Stepped-wedge study design

Given the series of design revisions made, a review of the study’s sampling framework was re-visited. In general, the design revisions have very little impact on the study’s sampling framework. However, refinement and further clarity on the steps involved in performing the two stages of sampling process was considered vital at this stage in preparation for the start-up of the study.

In particular, the sampling framework review focused on the following key points:

  • How the stage 1 sampling fits WFP’s request for sampling only in areas ‘covered’ by their distribution sites?

  • How many quadrats / hexagonal grids will be used per cluster?

  • How many villages / settlements per hexagonal grid will be sampled per cluster?

For the first point, we intend to bound the spatial sampling for stage 1 based on the extents of the area distribution of the programme sites. For some areas such as Kassala Urban, the programme sites cover almost the whole area hence the extent is almost similar to the extent of the borders of the locality itself. For other clusters, the programme sites are evenly distributed spatially hence the stage 1 sampling will have a lesser extent than the administrative boundaries of the locality. This addresses the concern of WFP because doing this type of sampling will focus the selection of sampling villages in areas covered by a programme site while still allowing for the selection of villages that may not be covered by the programme. This is important because we want to have a sample that can say something about the way programme sites are selected geographically.

For the second and third point, after deliberating on the expected number of under 5 children and PLW in a village, it has been agreed that we will select 20 quadrats per study cluster and then select 2 villages per quadrat. This will be a total of 40 sampling villages per study cluster. Assuming that we can get at best about 4 PLW per village (up to 8 in theory)1, this sampling frame will give us on average a total of 160 PLW per study cluster. This is a worst case scenario. This number will be enough to classify PLW indicators. At best case scenario of up to 8 PLW per village, we will get a sample of about 320 PLW per study cluster which would be enough to give an estimate of the indicators for PLW at useful precision. Overall, the 40 sampling villages will be more then enough to provide at least 192 under 5 children consistently.

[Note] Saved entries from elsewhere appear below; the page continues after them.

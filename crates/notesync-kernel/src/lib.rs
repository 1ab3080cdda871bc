use anyhow::{anyhow, bail, Context, Result};
use notesync_contracts::sync::{self, AuthOutcome, BatchOutcome};
use notesync_contracts::{
    ContentInsert, Lookup, NoteContentRow, NoteRow, NoteUpsert, Repository, UserRow,
};
use rusqlite::{params, Connection, ErrorCode as SqliteErrorCode, OptionalExtension};
use serde::Serialize;
use std::path::{Path, PathBuf};
use std::time::Duration;
use tracing::{debug, info};

mod password;

pub use password::{hash_password, verify_password};

pub const DB_FILE: &str = "notesync.sqlite";

/// SQLite-backed store for users, notes and note contents.
///
/// Cheap to clone; every operation opens its own connection.
#[derive(Clone, Debug)]
pub struct Kernel {
    db_path: PathBuf,
    busy_timeout: Duration,
}

/// Everything a user pulled since a point in time.
#[derive(Debug, Clone, Default, PartialEq, Eq, Serialize)]
pub struct Snapshot {
    pub notes: Vec<NoteRow>,
    pub note_contents: Vec<NoteContentRow>,
}

impl Kernel {
    pub fn open(dir: &Path) -> Result<Self> {
        std::fs::create_dir_all(dir)
            .with_context(|| format!("create state dir {}", dir.display()))?;
        let db_path = dir.join(DB_FILE);
        // Busy timeout (default 5000ms; override with NOTESYNC_SQLITE_BUSY_MS)
        let busy_ms: u64 = std::env::var("NOTESYNC_SQLITE_BUSY_MS")
            .ok()
            .and_then(|s| s.parse().ok())
            .unwrap_or(5000);
        let kernel = Self {
            db_path,
            busy_timeout: Duration::from_millis(busy_ms),
        };
        let conn = kernel.conn()?;
        conn.pragma_update(None, "journal_mode", "WAL")?;
        conn.pragma_update(None, "synchronous", "NORMAL")?;
        Self::init_schema(&conn)?;
        info!(path = %kernel.db_path.display(), "opened note store");
        Ok(kernel)
    }

    fn init_schema(conn: &Connection) -> Result<()> {
        conn.execute_batch(
            r#"
            CREATE TABLE IF NOT EXISTS users (
              user_id INTEGER PRIMARY KEY AUTOINCREMENT,
              username TEXT NOT NULL UNIQUE,
              password_hash TEXT NOT NULL,
              created TEXT NOT NULL
            );

            CREATE TABLE IF NOT EXISTS notes (
              note_id CHAR(36) PRIMARY KEY,
              user_id INTEGER NOT NULL REFERENCES users(user_id),
              title TEXT NOT NULL,
              deleted INTEGER NOT NULL DEFAULT 0,
              date_modified INTEGER NOT NULL    -- seconds from epoch
            );
            CREATE INDEX IF NOT EXISTS idx_notes_user ON notes(user_id);
            CREATE INDEX IF NOT EXISTS idx_notes_modified ON notes(date_modified);

            -- Content revisions are append-only
            CREATE TABLE IF NOT EXISTS note_contents (
              note_content_id CHAR(36) PRIMARY KEY,
              note_id CHAR(36) NOT NULL REFERENCES notes(note_id),
              data TEXT NOT NULL,
              date_created INTEGER NOT NULL     -- seconds from epoch
            );
            CREATE INDEX IF NOT EXISTS idx_contents_note ON note_contents(note_id);
            CREATE INDEX IF NOT EXISTS idx_contents_created ON note_contents(date_created);
            "#,
        )?;
        Ok(())
    }

    fn conn(&self) -> Result<Connection> {
        let conn = Connection::open(&self.db_path)?;
        conn.busy_timeout(self.busy_timeout)?;
        conn.pragma_update(None, "foreign_keys", "ON")?;
        Ok(conn)
    }

    pub fn db_path(&self) -> &Path {
        &self.db_path
    }

    // ---------------- Users ----------------

    pub fn create_user(&self, username: &str, password: &str) -> Result<i64> {
        let username = username.trim();
        if username.is_empty() {
            bail!("username must not be empty");
        }
        let conn = self.conn()?;
        let now = chrono::Utc::now().to_rfc3339_opts(chrono::SecondsFormat::Millis, true);
        let inserted = conn.execute(
            "INSERT INTO users(username,password_hash,created) VALUES(?,?,?)",
            params![username, hash_password(password), now],
        );
        match inserted {
            Ok(_) => {
                let id = conn.last_insert_rowid();
                info!(user_id = id, username, "created user");
                Ok(id)
            }
            Err(rusqlite::Error::SqliteFailure(e, _))
                if e.code == SqliteErrorCode::ConstraintViolation =>
            {
                Err(anyhow!("user {username} already exists"))
            }
            Err(e) => Err(e.into()),
        }
    }

    /// Returns false when no such user exists.
    pub fn set_password(&self, username: &str, password: &str) -> Result<bool> {
        let conn = self.conn()?;
        let n = conn.execute(
            "UPDATE users SET password_hash=? WHERE username=?",
            params![hash_password(password), username],
        )?;
        Ok(n > 0)
    }

    pub fn list_users(&self) -> Result<Vec<UserRow>> {
        let conn = self.conn()?;
        let mut stmt =
            conn.prepare("SELECT user_id,username,password_hash FROM users ORDER BY user_id")?;
        let rows = stmt.query_map([], user_from_row)?;
        Ok(rows.collect::<rusqlite::Result<Vec<_>>>()?)
    }

    // ---------------- Pull queries ----------------

    /// Notes owned by `user_id` modified strictly after `after` (all when `None`).
    pub fn list_notes_after(&self, user_id: i64, after: Option<i64>) -> Result<Vec<NoteRow>> {
        let conn = self.conn()?;
        let mut stmt = conn.prepare(
            "SELECT note_id,user_id,title,deleted,date_modified FROM notes
             WHERE user_id=? AND date_modified>? ORDER BY date_modified ASC, note_id ASC",
        )?;
        let rows = stmt.query_map(params![user_id, after.unwrap_or(i64::MIN)], note_from_row)?;
        Ok(rows.collect::<rusqlite::Result<Vec<_>>>()?)
    }

    /// Contents of notes owned by `user_id` created strictly after `after`.
    pub fn list_note_contents_after(
        &self,
        user_id: i64,
        after: Option<i64>,
    ) -> Result<Vec<NoteContentRow>> {
        let conn = self.conn()?;
        let mut stmt = conn.prepare(
            "SELECT c.note_content_id,c.note_id,c.data,c.date_created FROM note_contents c
             JOIN notes n ON n.note_id=c.note_id
             WHERE n.user_id=? AND c.date_created>?
             ORDER BY c.date_created ASC, c.note_content_id ASC",
        )?;
        let rows = stmt.query_map(
            params![user_id, after.unwrap_or(i64::MIN)],
            content_from_row,
        )?;
        Ok(rows.collect::<rusqlite::Result<Vec<_>>>()?)
    }

    pub fn snapshot(&self, user_id: i64, after: Option<i64>) -> Result<Snapshot> {
        Ok(Snapshot {
            notes: self.list_notes_after(user_id, after)?,
            note_contents: self.list_note_contents_after(user_id, after)?,
        })
    }

    // ---------------- Async wrappers (spawn_blocking) ----------------
    // These helpers offload rusqlite work from async executors.

    pub async fn authenticate_async(&self, credentials: serde_json::Value) -> Result<AuthOutcome> {
        let k = self.clone();
        tokio::task::spawn_blocking(move || -> Result<AuthOutcome> {
            Ok(sync::authenticate(&k, credentials)?)
        })
        .await
        .map_err(|e| anyhow!("join error: {}", e))?
    }

    pub async fn process_batch_async(
        &self,
        user_id: i64,
        body: serde_json::Value,
    ) -> Result<BatchOutcome> {
        let k = self.clone();
        tokio::task::spawn_blocking(move || -> Result<BatchOutcome> {
            Ok(sync::process_batch(&k, user_id, body)?)
        })
        .await
        .map_err(|e| anyhow!("join error: {}", e))?
    }

    pub async fn snapshot_async(&self, user_id: i64, after: Option<i64>) -> Result<Snapshot> {
        let k = self.clone();
        tokio::task::spawn_blocking(move || k.snapshot(user_id, after))
            .await
            .map_err(|e| anyhow!("join error: {}", e))?
    }
}

fn user_from_row(r: &rusqlite::Row<'_>) -> rusqlite::Result<UserRow> {
    Ok(UserRow {
        user_id: r.get(0)?,
        username: r.get(1)?,
        password_hash: r.get(2)?,
    })
}

fn note_from_row(r: &rusqlite::Row<'_>) -> rusqlite::Result<NoteRow> {
    Ok(NoteRow {
        note_id: r.get(0)?,
        user_id: r.get(1)?,
        title: r.get(2)?,
        deleted: r.get(3)?,
        date_modified: r.get(4)?,
    })
}

fn content_from_row(r: &rusqlite::Row<'_>) -> rusqlite::Result<NoteContentRow> {
    Ok(NoteContentRow {
        note_content_id: r.get(0)?,
        note_id: r.get(1)?,
        data: r.get(2)?,
        date_created: r.get(3)?,
    })
}

impl Repository for Kernel {
    fn find_note_by_id(&self, note_id: &str) -> Result<Lookup<NoteRow>> {
        let conn = self.conn()?;
        let mut stmt = conn.prepare(
            "SELECT note_id,user_id,title,deleted,date_modified FROM notes WHERE note_id=?",
        )?;
        let rows = stmt
            .query_map([note_id], note_from_row)?
            .collect::<rusqlite::Result<Vec<_>>>()?;
        Ok(Lookup::from_rows(rows))
    }

    fn find_note_owner_and_id(&self, note_id: &str) -> Result<Lookup<(i64, String)>> {
        let conn = self.conn()?;
        let mut stmt = conn.prepare("SELECT user_id,note_id FROM notes WHERE note_id=?")?;
        let rows = stmt
            .query_map([note_id], |r| Ok((r.get(0)?, r.get(1)?)))?
            .collect::<rusqlite::Result<Vec<_>>>()?;
        Ok(Lookup::from_rows(rows))
    }

    fn upsert_note(&self, note: &NoteRow) -> Result<NoteUpsert> {
        let conn = self.conn()?;
        // One statement: a row inserted by another user since the lookup is left untouched.
        let n = conn.execute(
            "INSERT INTO notes(note_id,user_id,title,deleted,date_modified) VALUES(?,?,?,?,?)
             ON CONFLICT(note_id) DO UPDATE SET
               title=excluded.title,
               deleted=excluded.deleted,
               date_modified=excluded.date_modified
             WHERE notes.user_id=excluded.user_id",
            params![
                note.note_id,
                note.user_id,
                note.title,
                note.deleted,
                note.date_modified
            ],
        )?;
        if n == 0 {
            debug!(note_id = %note.note_id, user_id = note.user_id, "note owned by another user");
            return Ok(NoteUpsert::ForeignOwner);
        }
        debug!(note_id = %note.note_id, user_id = note.user_id, "upserted note");
        Ok(NoteUpsert::Written)
    }

    fn note_content_id_exists(&self, note_content_id: &str) -> Result<bool> {
        let conn = self.conn()?;
        let found: Option<i64> = conn
            .query_row(
                "SELECT 1 FROM note_contents WHERE note_content_id=?",
                [note_content_id],
                |r| r.get(0),
            )
            .optional()?;
        Ok(found.is_some())
    }

    fn insert_note_content(&self, content: &NoteContentRow) -> Result<ContentInsert> {
        let conn = self.conn()?;
        let n = conn
            .execute(
                "INSERT INTO note_contents(note_content_id,note_id,data,date_created)
                 VALUES(?,?,?,?)
                 ON CONFLICT(note_content_id) DO NOTHING",
                params![
                    content.note_content_id,
                    content.note_id,
                    content.data,
                    content.date_created
                ],
            )
            .with_context(|| format!("insert note content {}", content.note_content_id))?;
        Ok(if n == 0 {
            ContentInsert::Conflict
        } else {
            ContentInsert::Inserted
        })
    }

    fn find_user_by_username(&self, username: &str) -> Result<Lookup<UserRow>> {
        let conn = self.conn()?;
        let mut stmt =
            conn.prepare("SELECT user_id,username,password_hash FROM users WHERE username=?")?;
        let rows = stmt
            .query_map([username], user_from_row)?
            .collect::<rusqlite::Result<Vec<_>>>()?;
        Ok(Lookup::from_rows(rows))
    }

    fn check_password(&self, user: &UserRow, plaintext: &str) -> bool {
        verify_password(&user.password_hash, plaintext)
    }
}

We will test these assumptions on baseline or during the first data collection round and will calibrate the stage 1 sample accordingly based on the sample sizes we achieve.

For stage 2 sampling, we will do an exhaustive sample of all children under 5 and all PLW in each selected sampling village. This is to ensure that we get enough sample size for PLW and for the coverage metrics.

Incidence study

We have originally planned to recruit study participants into the incidence sub-study through the various health clinics and programme sites during routine growth monitoring sessions or during well-baby clinics. However, feedback gained from Kassala state consultations indicate that the health facility-based recruitment and follow-up for the incidence study will most likely provide a sample that is skewed towards the younger children (under 2) and very few age 4 to 5 years and some 3 years. This will be an uneven sample to begin with. Second issue is that there will most likely not be enough sample to complete the sample size requirement if only facility-based recruitment was utilised. This feedback echoes comments provided by the FMoH.

This is a well-founded feedback and something that requires a re-thinking of the approach to the recruitment and follow-up of participants to the incidence study. In light of this, the recruitment and follow-up process is to be adjusted as follows:

  1. For the study clusters for both intervention and control arms, villages within the catchment area of the programme sites will be selected. Number of villages to select will depend on the estimate of how many potential participants can be recruited in each vis-à-vis the total sample size needed each arm.

  3. Selected villages will then be visited and then all children age from 6 months to 4 years old who fit the study criteria will be recruited.

  5. A month after, the same villages will be visited and then the study participants will be followed-up. There will be 5 follow-up visits.

This obviously has cost implications particularly on transport when visiting villages. This is something we have to consider.